Please print the full listing exactly.

Source material:
________________________________________

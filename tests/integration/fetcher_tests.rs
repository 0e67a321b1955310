//! HTTP fetcher behavior against a mock API

use crate::common::{article, envelope, tag, API_KEY};
use catalog_harvest::config::ApiConfig;
use catalog_harvest::harvest::{HttpPageFetcher, PageFetcher};
use catalog_harvest::{FetchError, ResourceEndpoint};
use chrono::NaiveDate;
use serde_json::json;
use wiremock::matchers::{method, path, query_param};
use wiremock::{Mock, MockServer, ResponseTemplate};

fn fetcher(server: &MockServer) -> HttpPageFetcher {
    let config = ApiConfig {
        base_url: server.uri(),
        timeout_secs: 5,
        ..ApiConfig::default()
    };
    HttpPageFetcher::new(&config, API_KEY).unwrap()
}

fn start_date() -> NaiveDate {
    NaiveDate::from_ymd_opt(2021, 1, 1).unwrap()
}

#[tokio::test]
async fn test_catalog_page_sends_filters() {
    let server = MockServer::start().await;
    let base = server.uri();

    Mock::given(method("GET"))
        .and(path("/tags"))
        .and(query_param("api-key", API_KEY))
        .and(query_param("type", "keyword"))
        .and(query_param("section", "business"))
        .and(query_param("page-size", "50"))
        .and(query_param("page", "2"))
        .respond_with(ResponseTemplate::new(200).set_body_json(envelope(
            vec![tag(&base, "business/retail"), tag(&base, "business/banking")],
            2,
            3,
        )))
        .expect(1)
        .mount(&server)
        .await;

    let page = fetcher(&server)
        .fetch_catalog_page("business", 2)
        .await
        .unwrap();

    assert_eq!(page.current_page, 2);
    assert_eq!(page.total_pages, 3);
    assert_eq!(page.items.len(), 2);
    assert_eq!(page.items[0].api_url, format!("{}/business/retail", base));
}

#[tokio::test]
async fn test_content_page_sends_filters() {
    let server = MockServer::start().await;

    Mock::given(method("GET"))
        .and(path("/business/retail"))
        .and(query_param("api-key", API_KEY))
        .and(query_param("show-fields", "all"))
        .and(query_param("page-size", "100"))
        .and(query_param("from-date", "2021-01-01"))
        .and(query_param("page", "1"))
        .respond_with(ResponseTemplate::new(200).set_body_json(envelope(
            (0..3).map(|i| article("business/retail", 1, i)).collect(),
            1,
            1,
        )))
        .expect(1)
        .mount(&server)
        .await;

    let endpoint = ResourceEndpoint::new(format!("{}/business/retail", server.uri()));
    let page = fetcher(&server)
        .fetch_content_page(&endpoint, start_date(), 1)
        .await
        .unwrap();

    assert_eq!(page.items.len(), 3);
    assert_eq!(page.items[2].id, "business/retail/p1/2");
    let fields = page.items[0].fields.as_ref().unwrap();
    assert_eq!(fields.byline.as_deref(), Some("A. Reporter"));
}

#[tokio::test]
async fn test_http_error_status() {
    let server = MockServer::start().await;

    Mock::given(method("GET"))
        .and(path("/tags"))
        .respond_with(ResponseTemplate::new(500))
        .mount(&server)
        .await;

    let err = fetcher(&server)
        .fetch_catalog_page("business", 1)
        .await
        .unwrap_err();

    assert!(matches!(err, FetchError::Status { status: 500, .. }));
}

#[tokio::test]
async fn test_api_error_body() {
    let server = MockServer::start().await;

    Mock::given(method("GET"))
        .and(path("/tags"))
        .respond_with(ResponseTemplate::new(200).set_body_json(json!({
            "response": { "status": "error", "message": "Invalid authentication credentials" }
        })))
        .mount(&server)
        .await;

    let err = fetcher(&server)
        .fetch_catalog_page("business", 1)
        .await
        .unwrap_err();

    match err {
        FetchError::Api { message, .. } => {
            assert_eq!(message, "Invalid authentication credentials")
        }
        other => panic!("expected API error, got {:?}", other),
    }
}

#[tokio::test]
async fn test_empty_body() {
    let server = MockServer::start().await;

    Mock::given(method("GET"))
        .and(path("/tags"))
        .respond_with(ResponseTemplate::new(200))
        .mount(&server)
        .await;

    let err = fetcher(&server)
        .fetch_catalog_page("business", 1)
        .await
        .unwrap_err();

    assert!(matches!(err, FetchError::EmptyBody { .. }));
}

#[tokio::test]
async fn test_malformed_body() {
    let server = MockServer::start().await;

    Mock::given(method("GET"))
        .and(path("/tags"))
        .respond_with(ResponseTemplate::new(200).set_body_string("<html>not json</html>"))
        .mount(&server)
        .await;

    let err = fetcher(&server)
        .fetch_catalog_page("business", 1)
        .await
        .unwrap_err();

    assert!(matches!(err, FetchError::Decode { .. }));
}

#[tokio::test]
async fn test_errors_do_not_leak_api_key() {
    let server = MockServer::start().await;

    Mock::given(method("GET"))
        .respond_with(ResponseTemplate::new(503))
        .mount(&server)
        .await;

    let endpoint = ResourceEndpoint::new(format!("{}/business/retail", server.uri()));
    let err = fetcher(&server)
        .fetch_content_page(&endpoint, start_date(), 1)
        .await
        .unwrap_err();

    assert!(!err.to_string().contains(API_KEY));
    assert!(err.to_string().contains("/business/retail"));
}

________________________________________

Finished task:
filename tests/integration/fetcher_tests.rs
repository 0e67a321b1955310
//! HTTP fetcher behavior against a mock API

use crate::common::{article, envelope, tag, API_KEY};
use catalog_harvest::config::ApiConfig;
use catalog_harvest::harvest::{HttpPageFetcher, PageFetcher};
use catalog_harvest::{FetchError, ResourceEndpoint};
use chrono::NaiveDate;
use serde_json::json;
use wiremock::matchers::{method, path, query_param};
use wiremock::{Mock, MockServer, ResponseTemplate};

fn fetcher(server: &MockServer) -> HttpPageFetcher {
    let config = ApiConfig {
        base_url: server.uri(),
        timeout_secs: 5,
        ..ApiConfig::default()
    };
    HttpPageFetcher::new(&config, API_KEY).unwrap()
}

fn start_date() -> NaiveDate {
    NaiveDate::from_ymd_opt(2021, 1, 1).unwrap()
}

#[tokio::test]
async fn test_catalog_page_sends_filters() {
    let server = MockServer::start().await;
    let base = server.uri();

    Mock::given(method("GET"))
        .and(path("/tags"))
        .and(query_param("api-key", API_KEY))
        .and(query_param("type", "keyword"))
        .and(query_param("section", "business"))
        .and(query_param("page-size", "50"))
        .and(query_param("page", "2"))
        .respond_with(ResponseTemplate::new(200).set_body_json(envelope(
            vec![tag(&base, "business/retail"), tag(&base, "business/banking")],
            2,
            3,
        )))
        .expect(1)
        .mount(&server)
        .await;

    let page = fetcher(&server)
        .fetch_catalog_page("business", 2)
        .await
        .unwrap();

    assert_eq!(page.current_page, 2);
    assert_eq!(page.total_pages, 3);
    assert_eq!(page.items.len(), 2);
    assert_eq!(page.items[0].api_url, format!("{}/business/retail", base));
}

#[tokio::test]
async fn test_content_page_sends_filters() {
    let server = MockServer::start().await;

    Mock::given(method("GET"))
        .and(path("/business/retail"))
        .and(query_param("api-key", API_KEY))
        .and(query_param("show-fields", "all"))
        .and(query_param("page-size", "100"))
        .and(query_param("from-date", "2021-01-01"))
        .and(query_param("page", "1"))
        .respond_with(ResponseTemplate::new(200).set_body_json(envelope(
            (0..3).map(|i| article("business/retail", 1, i)).collect(),
            1,
            1,
        )))
        .expect(1)
        .mount(&server)
        .await;

    let endpoint = ResourceEndpoint::new(format!("{}/business/retail", server.uri()));
    let page = fetcher(&server)
        .fetch_content_page(&endpoint, start_date(), 1)
        .await
        .unwrap();

    assert_eq!(page.items.len(), 3);
    assert_eq!(page.items[2].id, "business/retail/p1/2");
    let fields = page.items[0].fields.as_ref().unwrap();
    assert_eq!(fields.byline.as_deref(), Some("A. Reporter"));
}

#[tokio::test]
async fn test_http_error_status() {
    let server = MockServer::start().await;

    Mock::given(method("GET"))
        .and(path("/tags"))
        .respond_with(ResponseTemplate::new(500))
        .mount(&server)
        .await;

    let err = fetcher(&server)
        .fetch_catalog_page("business", 1)
        .await
        .unwrap_err();

    assert!(matches!(err, FetchError::Status { status: 500, .. }));
}

#[tokio::test]
async fn test_api_error_body() {
    let server = MockServer::start().await;

    Mock::given(method("GET"))
        .and(path("/tags"))
        .respond_with(ResponseTemplate::new(200).set_body_json(json!({
            "response": { "status": "error", "message": "Invalid authentication credentials" }
        })))
        .mount(&server)
        .await;

    let err = fetcher(&server)
        .fetch_catalog_page("business", 1)
        .await
        .unwrap_err();

    match err {
        FetchError::Api { message, .. } => {
            assert_eq!(message, "Invalid authentication credentials")
        }
        other => panic!("expected API error, got {:?}", other),
    }
}

#[tokio::test]
async fn test_empty_body() {
    let server = MockServer::start().await;

    Mock::given(method("GET"))
        .and(path("/tags"))
        .respond_with(ResponseTemplate::new(200))
        .mount(&server)
        .await;

    let err = fetcher(&server)
        .fetch_catalog_page("business", 1)
        .await
        .unwrap_err();

    assert!(matches!(err, FetchError::EmptyBody { .. }));
}

#[tokio::test]
async fn test_malformed_body() {
    let server = MockServer::start().await;

    Mock::given(method("GET"))
        .and(path("/tags"))
        .respond_with(ResponseTemplate::new(200).set_body_string("<html>not json</html>"))
        .mount(&server)
        .await;

    let err = fetcher(&server)
        .fetch_catalog_page("business", 1)
        .await
        .unwrap_err();

    assert!(matches!(err, FetchError::Decode { .. }));
}

#[tokio::test]
async fn test_errors_do_not_leak_api_key() {
    let server = MockServer::start().await;

    Mock::given(method("GET"))
        .respond_with(ResponseTemplate::new(503))
        .mount(&server)
        .await;

    let endpoint = ResourceEndpoint::new(format!("{}/business/retail", server.uri()));
    let err = fetcher(&server)
        .fetch_content_page(&endpoint, start_date(), 1)
        .await
        .unwrap_err();

    assert!(!err.to_string().contains(API_KEY));
    assert!(err.to_string().contains("/business/retail"));
}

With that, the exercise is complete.